BRIEF -> Determine how many lines of the material hold the word "IntoIterator", and answer with the number only.

DATA UNDER STUDY ->
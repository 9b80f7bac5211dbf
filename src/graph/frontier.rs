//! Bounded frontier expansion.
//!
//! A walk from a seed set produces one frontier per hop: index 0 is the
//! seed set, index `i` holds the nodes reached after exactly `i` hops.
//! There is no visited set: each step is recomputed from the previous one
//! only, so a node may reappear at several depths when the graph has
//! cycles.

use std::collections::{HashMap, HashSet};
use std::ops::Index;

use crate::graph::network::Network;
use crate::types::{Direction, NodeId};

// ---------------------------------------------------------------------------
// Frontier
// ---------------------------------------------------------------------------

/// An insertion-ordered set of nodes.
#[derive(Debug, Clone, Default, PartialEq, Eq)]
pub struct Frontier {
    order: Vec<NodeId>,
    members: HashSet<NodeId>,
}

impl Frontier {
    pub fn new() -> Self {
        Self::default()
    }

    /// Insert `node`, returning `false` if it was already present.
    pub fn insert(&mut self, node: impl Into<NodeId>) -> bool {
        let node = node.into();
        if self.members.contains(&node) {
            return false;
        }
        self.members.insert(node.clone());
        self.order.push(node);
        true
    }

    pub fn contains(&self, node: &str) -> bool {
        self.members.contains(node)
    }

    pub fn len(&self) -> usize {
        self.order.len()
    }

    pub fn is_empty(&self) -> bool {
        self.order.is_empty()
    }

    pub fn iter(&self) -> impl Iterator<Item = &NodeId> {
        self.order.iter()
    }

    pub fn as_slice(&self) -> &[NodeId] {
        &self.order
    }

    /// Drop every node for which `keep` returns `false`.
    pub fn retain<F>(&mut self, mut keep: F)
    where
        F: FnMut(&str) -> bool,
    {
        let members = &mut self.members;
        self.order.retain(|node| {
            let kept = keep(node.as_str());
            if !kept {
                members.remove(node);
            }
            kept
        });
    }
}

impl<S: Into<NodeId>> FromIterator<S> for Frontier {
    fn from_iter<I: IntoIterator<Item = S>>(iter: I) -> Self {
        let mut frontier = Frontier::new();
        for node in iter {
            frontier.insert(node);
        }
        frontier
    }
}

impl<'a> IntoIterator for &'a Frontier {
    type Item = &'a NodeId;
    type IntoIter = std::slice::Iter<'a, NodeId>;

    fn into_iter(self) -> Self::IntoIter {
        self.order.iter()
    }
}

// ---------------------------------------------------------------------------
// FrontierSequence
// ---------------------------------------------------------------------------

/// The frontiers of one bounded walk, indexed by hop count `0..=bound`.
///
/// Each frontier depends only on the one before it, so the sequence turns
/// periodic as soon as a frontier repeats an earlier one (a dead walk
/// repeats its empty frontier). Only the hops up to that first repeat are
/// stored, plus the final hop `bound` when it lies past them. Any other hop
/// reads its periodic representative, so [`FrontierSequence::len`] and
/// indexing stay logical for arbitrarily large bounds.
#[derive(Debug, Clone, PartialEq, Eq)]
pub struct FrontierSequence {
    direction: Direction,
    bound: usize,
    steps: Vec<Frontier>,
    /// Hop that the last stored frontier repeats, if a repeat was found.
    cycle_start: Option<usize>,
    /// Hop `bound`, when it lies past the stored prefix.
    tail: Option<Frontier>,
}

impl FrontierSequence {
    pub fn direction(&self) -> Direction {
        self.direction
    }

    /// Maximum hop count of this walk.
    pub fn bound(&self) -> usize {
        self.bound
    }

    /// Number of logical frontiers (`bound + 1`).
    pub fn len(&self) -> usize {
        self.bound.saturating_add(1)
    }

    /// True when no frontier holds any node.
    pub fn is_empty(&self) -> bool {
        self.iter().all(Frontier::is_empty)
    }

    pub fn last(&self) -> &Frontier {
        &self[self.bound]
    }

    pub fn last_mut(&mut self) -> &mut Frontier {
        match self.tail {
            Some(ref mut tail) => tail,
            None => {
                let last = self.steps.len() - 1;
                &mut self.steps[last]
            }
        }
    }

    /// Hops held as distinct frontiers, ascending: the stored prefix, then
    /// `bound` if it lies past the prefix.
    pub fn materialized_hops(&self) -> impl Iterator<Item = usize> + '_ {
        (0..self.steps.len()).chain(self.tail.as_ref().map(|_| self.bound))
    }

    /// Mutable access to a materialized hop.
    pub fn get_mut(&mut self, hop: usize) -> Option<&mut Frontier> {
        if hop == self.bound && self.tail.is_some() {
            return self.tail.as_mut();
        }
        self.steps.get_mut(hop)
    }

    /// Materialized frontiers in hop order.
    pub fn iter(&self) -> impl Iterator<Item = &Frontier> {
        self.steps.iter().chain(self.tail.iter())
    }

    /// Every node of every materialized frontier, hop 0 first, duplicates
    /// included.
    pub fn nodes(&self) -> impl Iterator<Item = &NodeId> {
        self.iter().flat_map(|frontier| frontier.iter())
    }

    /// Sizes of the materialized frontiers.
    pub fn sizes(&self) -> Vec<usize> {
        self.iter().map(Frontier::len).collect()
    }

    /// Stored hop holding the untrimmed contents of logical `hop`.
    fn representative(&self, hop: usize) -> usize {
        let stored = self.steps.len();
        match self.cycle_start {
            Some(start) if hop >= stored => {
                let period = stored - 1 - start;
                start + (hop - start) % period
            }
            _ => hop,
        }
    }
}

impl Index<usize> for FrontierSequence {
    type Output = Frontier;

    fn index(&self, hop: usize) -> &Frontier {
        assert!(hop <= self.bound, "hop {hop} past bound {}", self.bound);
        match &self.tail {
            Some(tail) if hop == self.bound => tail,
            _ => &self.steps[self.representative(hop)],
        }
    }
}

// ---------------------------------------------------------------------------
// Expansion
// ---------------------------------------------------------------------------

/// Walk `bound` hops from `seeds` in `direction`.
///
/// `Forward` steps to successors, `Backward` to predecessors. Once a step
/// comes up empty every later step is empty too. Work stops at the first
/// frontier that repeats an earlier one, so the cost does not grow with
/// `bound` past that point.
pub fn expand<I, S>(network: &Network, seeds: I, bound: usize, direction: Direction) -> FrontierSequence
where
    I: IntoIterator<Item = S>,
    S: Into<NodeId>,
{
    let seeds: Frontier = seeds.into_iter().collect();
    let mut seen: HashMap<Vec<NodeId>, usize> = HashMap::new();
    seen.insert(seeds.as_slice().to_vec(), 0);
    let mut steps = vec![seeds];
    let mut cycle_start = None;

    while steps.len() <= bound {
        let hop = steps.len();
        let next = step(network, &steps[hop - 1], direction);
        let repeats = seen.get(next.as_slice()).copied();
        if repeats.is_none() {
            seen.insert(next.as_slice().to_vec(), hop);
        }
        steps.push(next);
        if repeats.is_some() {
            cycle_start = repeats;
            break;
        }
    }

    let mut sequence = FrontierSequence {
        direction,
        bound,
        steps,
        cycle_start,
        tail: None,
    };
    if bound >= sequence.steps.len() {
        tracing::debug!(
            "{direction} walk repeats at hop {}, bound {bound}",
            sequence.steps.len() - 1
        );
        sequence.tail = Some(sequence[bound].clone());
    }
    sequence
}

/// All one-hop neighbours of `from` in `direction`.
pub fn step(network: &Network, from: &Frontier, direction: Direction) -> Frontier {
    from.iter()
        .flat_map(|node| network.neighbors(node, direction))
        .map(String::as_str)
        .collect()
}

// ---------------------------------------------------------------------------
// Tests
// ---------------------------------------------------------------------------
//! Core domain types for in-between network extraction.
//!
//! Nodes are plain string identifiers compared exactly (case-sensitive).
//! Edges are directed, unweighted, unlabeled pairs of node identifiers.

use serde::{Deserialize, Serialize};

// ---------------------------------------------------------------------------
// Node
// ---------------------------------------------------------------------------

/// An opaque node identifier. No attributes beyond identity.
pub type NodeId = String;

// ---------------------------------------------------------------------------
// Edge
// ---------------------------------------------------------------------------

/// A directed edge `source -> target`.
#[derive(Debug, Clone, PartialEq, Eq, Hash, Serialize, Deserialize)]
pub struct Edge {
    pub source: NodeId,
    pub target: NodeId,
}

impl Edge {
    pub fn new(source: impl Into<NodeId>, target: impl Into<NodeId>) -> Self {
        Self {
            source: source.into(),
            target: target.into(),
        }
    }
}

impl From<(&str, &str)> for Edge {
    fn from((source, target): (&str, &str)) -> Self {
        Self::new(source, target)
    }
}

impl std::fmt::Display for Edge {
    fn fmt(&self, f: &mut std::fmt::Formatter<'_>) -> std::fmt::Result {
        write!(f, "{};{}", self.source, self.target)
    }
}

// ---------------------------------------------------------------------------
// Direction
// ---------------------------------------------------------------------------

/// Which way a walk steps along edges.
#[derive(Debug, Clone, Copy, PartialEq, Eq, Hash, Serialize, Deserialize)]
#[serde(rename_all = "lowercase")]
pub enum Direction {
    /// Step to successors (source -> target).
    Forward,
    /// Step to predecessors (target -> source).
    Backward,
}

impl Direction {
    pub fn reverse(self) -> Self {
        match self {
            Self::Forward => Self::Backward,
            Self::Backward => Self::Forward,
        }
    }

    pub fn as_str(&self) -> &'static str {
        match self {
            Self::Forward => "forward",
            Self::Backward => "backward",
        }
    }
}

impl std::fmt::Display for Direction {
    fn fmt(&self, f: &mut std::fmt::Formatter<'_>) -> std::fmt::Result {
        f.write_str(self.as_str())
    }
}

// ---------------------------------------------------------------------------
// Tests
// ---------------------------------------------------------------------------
* * *
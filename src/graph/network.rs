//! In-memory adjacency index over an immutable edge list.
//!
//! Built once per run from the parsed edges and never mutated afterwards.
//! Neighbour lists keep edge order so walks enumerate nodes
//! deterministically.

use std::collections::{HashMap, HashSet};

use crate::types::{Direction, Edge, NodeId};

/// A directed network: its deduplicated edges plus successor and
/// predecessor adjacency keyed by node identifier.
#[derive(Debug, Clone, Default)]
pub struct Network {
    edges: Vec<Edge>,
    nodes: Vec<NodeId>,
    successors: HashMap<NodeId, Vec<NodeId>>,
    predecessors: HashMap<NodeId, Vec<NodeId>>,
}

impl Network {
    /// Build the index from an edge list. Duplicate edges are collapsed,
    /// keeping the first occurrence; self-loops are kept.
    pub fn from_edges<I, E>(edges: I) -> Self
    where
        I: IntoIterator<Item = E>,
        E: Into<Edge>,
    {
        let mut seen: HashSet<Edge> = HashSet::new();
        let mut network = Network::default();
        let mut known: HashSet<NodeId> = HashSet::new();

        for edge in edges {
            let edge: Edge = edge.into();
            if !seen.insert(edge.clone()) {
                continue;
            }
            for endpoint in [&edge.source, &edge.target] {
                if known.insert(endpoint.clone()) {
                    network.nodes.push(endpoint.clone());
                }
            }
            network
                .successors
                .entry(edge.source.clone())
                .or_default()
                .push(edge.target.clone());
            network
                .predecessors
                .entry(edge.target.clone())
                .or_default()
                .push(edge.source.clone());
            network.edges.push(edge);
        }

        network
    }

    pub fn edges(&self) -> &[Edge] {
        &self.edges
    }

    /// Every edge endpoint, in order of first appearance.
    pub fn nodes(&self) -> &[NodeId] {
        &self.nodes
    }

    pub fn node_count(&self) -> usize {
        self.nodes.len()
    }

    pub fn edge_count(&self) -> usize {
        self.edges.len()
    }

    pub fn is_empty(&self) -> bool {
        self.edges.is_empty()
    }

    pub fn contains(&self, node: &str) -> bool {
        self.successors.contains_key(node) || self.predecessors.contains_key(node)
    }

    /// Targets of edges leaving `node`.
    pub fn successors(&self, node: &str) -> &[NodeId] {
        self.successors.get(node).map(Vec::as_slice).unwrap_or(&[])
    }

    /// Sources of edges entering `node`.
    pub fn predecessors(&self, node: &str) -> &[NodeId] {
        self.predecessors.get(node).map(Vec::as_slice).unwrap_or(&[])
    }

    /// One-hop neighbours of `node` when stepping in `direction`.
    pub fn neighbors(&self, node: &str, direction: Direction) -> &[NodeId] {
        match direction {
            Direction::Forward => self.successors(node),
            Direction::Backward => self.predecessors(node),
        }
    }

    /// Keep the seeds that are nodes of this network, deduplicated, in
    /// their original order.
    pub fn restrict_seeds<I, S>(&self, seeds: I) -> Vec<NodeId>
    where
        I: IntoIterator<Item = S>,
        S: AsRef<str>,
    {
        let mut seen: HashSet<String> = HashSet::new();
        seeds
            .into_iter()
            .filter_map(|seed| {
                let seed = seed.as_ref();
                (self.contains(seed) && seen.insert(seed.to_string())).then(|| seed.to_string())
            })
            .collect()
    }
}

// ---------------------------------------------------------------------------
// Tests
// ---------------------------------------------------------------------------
--
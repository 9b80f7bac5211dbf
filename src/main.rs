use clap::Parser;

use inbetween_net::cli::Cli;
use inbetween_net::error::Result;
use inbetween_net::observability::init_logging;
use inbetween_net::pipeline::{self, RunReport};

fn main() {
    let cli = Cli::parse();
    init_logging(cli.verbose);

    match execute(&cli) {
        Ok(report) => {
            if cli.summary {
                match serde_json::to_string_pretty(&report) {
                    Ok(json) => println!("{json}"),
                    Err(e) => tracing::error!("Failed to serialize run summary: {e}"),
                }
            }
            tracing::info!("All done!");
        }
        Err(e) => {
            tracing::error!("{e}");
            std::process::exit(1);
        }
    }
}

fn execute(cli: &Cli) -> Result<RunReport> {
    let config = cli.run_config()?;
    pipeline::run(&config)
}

EXERCISE SOLUTION -> 5